- **TRY IT**: All of the records should be given again verbatim.

[Saved data entries]
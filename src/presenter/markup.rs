//! Banner HTML.
//!
//! The markup defines every id in [`super::view::ids`]. The detail panel
//! starts out with `display:none`; the container gets no visible class until
//! the presenter reveals it.

use crate::config::BannerConfig;

/// Renders the banner subtree.
pub fn render_banner(config: &BannerConfig) -> String {
    let policy = escape_attr(&config.policy_url);
    format!(
        r#"<div id="cookieConsent" class="cc-banner" role="dialog" aria-label="Cookie consent"><div class="cc-inner">{simple}{detail}</div></div>"#,
        simple = simple_panel(&policy),
        detail = detail_panel(&policy),
    )
}

fn simple_panel(policy: &str) -> String {
    format!(
        concat!(
            r#"<div id="ccSimple" class="cc-simple">"#,
            r#"<div class="cc-text"><p>We use cookies to improve your experience and analyse site traffic. "#,
            r#"By clicking "Accept All", you consent to our use of cookies. "#,
            r#"<a href="{policy}">Cookie Policy</a></p></div>"#,
            r#"<div class="cc-actions">"#,
            r#"<button class="cc-btn cc-btn-link" id="ccCustomise">Customise</button>"#,
            r#"<button class="cc-btn cc-btn-outline" id="ccReject">Reject All</button>"#,
            r#"<button class="cc-btn cc-btn-primary" id="ccAccept">Accept All</button>"#,
            r#"</div></div>"#,
        ),
        policy = policy
    )
}

fn detail_panel(policy: &str) -> String {
    format!(
        concat!(
            r#"<div id="ccDetail" class="cc-detail" style="display:none">"#,
            r#"<div class="cc-detail-header"><h3>Cookie Preferences</h3>"#,
            r#"<button class="cc-close" id="ccClose" aria-label="Close preferences">&times;</button></div>"#,
            r#"<div class="cc-categories">{essential}{functional}{analytics}</div>"#,
            r#"<div class="cc-detail-footer">"#,
            r#"<a href="{policy}" class="cc-policy-link">Cookie Policy</a>"#,
            r#"<div class="cc-detail-actions">"#,
            r#"<button class="cc-btn cc-btn-outline" id="ccRejectDetail">Reject All</button>"#,
            r#"<button class="cc-btn cc-btn-primary" id="ccSave">Save Preferences</button>"#,
            r#"</div></div></div>"#,
        ),
        essential = category(
            "Essential",
            r#"<span class="cc-always-on">Always Active</span>"#,
            "Required for the website to function properly. These cannot be disabled.",
        ),
        functional = category(
            "Functional",
            &toggle("ccFunctional"),
            "Remember your preferences such as language and region settings.",
        ),
        analytics = category(
            "Analytics",
            &toggle("ccAnalytics"),
            "Help us understand how visitors use our website via Google Analytics. All data is anonymised.",
        ),
        policy = policy
    )
}

fn category(name: &str, control: &str, description: &str) -> String {
    format!(
        r#"<div class="cc-category"><div class="cc-category-header"><span class="cc-category-name">{name}</span>{control}</div><p class="cc-category-desc">{description}</p></div>"#
    )
}

fn toggle(id: &str) -> String {
    format!(
        r#"<label class="cc-toggle"><input type="checkbox" id="{id}"><span class="cc-toggle-slider"></span></label>"#
    )
}

fn escape_attr(value: &str) -> String {
    let mut out = String::with_capacity(value.len());
    for c in value.chars() {
        match c {
            '&' => out.push_str("&amp;"),
            '"' => out.push_str("&quot;"),
            '<' => out.push_str("&lt;"),
            '>' => out.push_str("&gt;"),
            _ => out.push(c),
        }
    }
    out
}
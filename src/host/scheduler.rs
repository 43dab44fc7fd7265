//! Virtual-clock scheduler.

use crate::presenter::{Scheduler, TimerTask};
use parking_lot::Mutex;
use std::sync::Arc;
use std::time::Duration;

#[derive(Default)]
struct Timeline {
    now: Duration,
    next_seq: u64,
    /// (deadline, sequence, task); sequence keeps equal deadlines in FIFO order
    pending: Vec<(Duration, u64, TimerTask)>,
}

/// Scheduler whose clock only moves when [`ManualScheduler::advance`] is called.
///
/// `Clone` shares the timeline.
#[derive(Clone, Default)]
pub struct ManualScheduler {
    timeline: Arc<Mutex<Timeline>>,
}

impl ManualScheduler {
    pub fn new() -> Self {
        Self::default()
    }

    /// Moves the clock forward and returns the tasks that came due, in
    /// deadline order.
    pub fn advance(&self, by: Duration) -> Vec<TimerTask> {
        let mut timeline = self.timeline.lock();
        timeline.now += by;
        let now = timeline.now;

        let (mut due, pending): (Vec<_>, Vec<_>) = timeline
            .pending
            .drain(..)
            .partition(|(deadline, _, _)| *deadline <= now);
        timeline.pending = pending;

        due.sort_by_key(|(deadline, seq, _)| (*deadline, *seq));
        due.into_iter().map(|(_, _, task)| task).collect()
    }

    /// Number of tasks not yet due.
    pub fn pending(&self) -> usize {
        self.timeline.lock().pending.len()
    }

    /// Time elapsed on the virtual clock.
    pub fn now(&self) -> Duration {
        self.timeline.lock().now
    }
}

impl Scheduler for ManualScheduler {
    fn schedule(&self, task: TimerTask, delay: Duration) {
        let mut timeline = self.timeline.lock();
        let deadline = timeline.now + delay;
        let seq = timeline.next_seq;
        timeline.next_seq += 1;
        timeline.pending.push((deadline, seq, task));
    }
}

- **SOLUTION**:
filename src/presenter/markup.rs
//! Banner HTML.
//!
//! The markup defines every id in [`super::view::ids`]. The detail panel
//! starts out with `display:none`; the container gets no visible class until
//! the presenter reveals it.

use crate::config::BannerConfig;

/// Renders the banner subtree.
pub fn render_banner(config: &BannerConfig) -> String {
    let policy = escape_attr(&config.policy_url);
    format!(
        r#"<div id="cookieConsent" class="cc-banner" role="dialog" aria-label="Cookie consent"><div class="cc-inner">{simple}{detail}</div></div>"#,
        simple = simple_panel(&policy),
        detail = detail_panel(&policy),
    )
}

fn simple_panel(policy: &str) -> String {
    format!(
        concat!(
            r#"<div id="ccSimple" class="cc-simple">"#,
            r#"<div class="cc-text"><p>We use cookies to improve your experience and analyse site traffic. "#,
            r#"By clicking "Accept All", you consent to our use of cookies. "#,
            r#"<a href="{policy}">Cookie Policy</a></p></div>"#,
            r#"<div class="cc-actions">"#,
            r#"<button class="cc-btn cc-btn-link" id="ccCustomise">Customise</button>"#,
            r#"<button class="cc-btn cc-btn-outline" id="ccReject">Reject All</button>"#,
            r#"<button class="cc-btn cc-btn-primary" id="ccAccept">Accept All</button>"#,
            r#"</div></div>"#,
        ),
        policy = policy
    )
}

fn detail_panel(policy: &str) -> String {
    format!(
        concat!(
            r#"<div id="ccDetail" class="cc-detail" style="display:none">"#,
            r#"<div class="cc-detail-header"><h3>Cookie Preferences</h3>"#,
            r#"<button class="cc-close" id="ccClose" aria-label="Close preferences">&times;</button></div>"#,
            r#"<div class="cc-categories">{essential}{functional}{analytics}</div>"#,
            r#"<div class="cc-detail-footer">"#,
            r#"<a href="{policy}" class="cc-policy-link">Cookie Policy</a>"#,
            r#"<div class="cc-detail-actions">"#,
            r#"<button class="cc-btn cc-btn-outline" id="ccRejectDetail">Reject All</button>"#,
            r#"<button class="cc-btn cc-btn-primary" id="ccSave">Save Preferences</button>"#,
            r#"</div></div></div>"#,
        ),
        essential = category(
            "Essential",
            r#"<span class="cc-always-on">Always Active</span>"#,
            "Required for the website to function properly. These cannot be disabled.",
        ),
        functional = category(
            "Functional",
            &toggle("ccFunctional"),
            "Remember your preferences such as language and region settings.",
        ),
        analytics = category(
            "Analytics",
            &toggle("ccAnalytics"),
            "Help us understand how visitors use our website via Google Analytics. All data is anonymised.",
        ),
        policy = policy
    )
}

fn category(name: &str, control: &str, description: &str) -> String {
    format!(
        r#"<div class="cc-category"><div class="cc-category-header"><span class="cc-category-name">{name}</span>{control}</div><p class="cc-category-desc">{description}</p></div>"#
    )
}

fn toggle(id: &str) -> String {
    format!(
        r#"<label class="cc-toggle"><input type="checkbox" id="{id}"><span class="cc-toggle-slider"></span></label>"#
    )
}

fn escape_attr(value: &str) -> String {
    let mut out = String::with_capacity(value.len());
    for c in value.chars() {
        match c {
            '&' => out.push_str("&amp;"),
            '"' => out.push_str("&quot;"),
            '<' => out.push_str("&lt;"),
            '>' => out.push_str("&gt;"),
            _ => out.push(c),
        }
    }
    out
}
filename src/host/scheduler.rs
repository 43dab44fc7fd7265
//! Virtual-clock scheduler.

use crate::presenter::{Scheduler, TimerTask};
use parking_lot::Mutex;
use std::sync::Arc;
use std::time::Duration;

#[derive(Default)]
struct Timeline {
    now: Duration,
    next_seq: u64,
    /// (deadline, sequence, task); sequence keeps equal deadlines in FIFO order
    pending: Vec<(Duration, u64, TimerTask)>,
}

/// Scheduler whose clock only moves when [`ManualScheduler::advance`] is called.
///
/// `Clone` shares the timeline.
#[derive(Clone, Default)]
pub struct ManualScheduler {
    timeline: Arc<Mutex<Timeline>>,
}

impl ManualScheduler {
    pub fn new() -> Self {
        Self::default()
    }

    /// Moves the clock forward and returns the tasks that came due, in
    /// deadline order.
    pub fn advance(&self, by: Duration) -> Vec<TimerTask> {
        let mut timeline = self.timeline.lock();
        timeline.now += by;
        let now = timeline.now;

        let (mut due, pending): (Vec<_>, Vec<_>) = timeline
            .pending
            .drain(..)
            .partition(|(deadline, _, _)| *deadline <= now);
        timeline.pending = pending;

        due.sort_by_key(|(deadline, seq, _)| (*deadline, *seq));
        due.into_iter().map(|(_, _, task)| task).collect()
    }

    /// Number of tasks not yet due.
    pub fn pending(&self) -> usize {
        self.timeline.lock().pending.len()
    }

    /// Time elapsed on the virtual clock.
    pub fn now(&self) -> Duration {
        self.timeline.lock().now
    }
}

impl Scheduler for ManualScheduler {
    fn schedule(&self, task: TimerTask, delay: Duration) {
        let mut timeline = self.timeline.lock();
        let deadline = timeline.now + delay;
        let seq = timeline.next_seq;
        timeline.next_seq += 1;
        timeline.pending.push((deadline, seq, task));
    }
}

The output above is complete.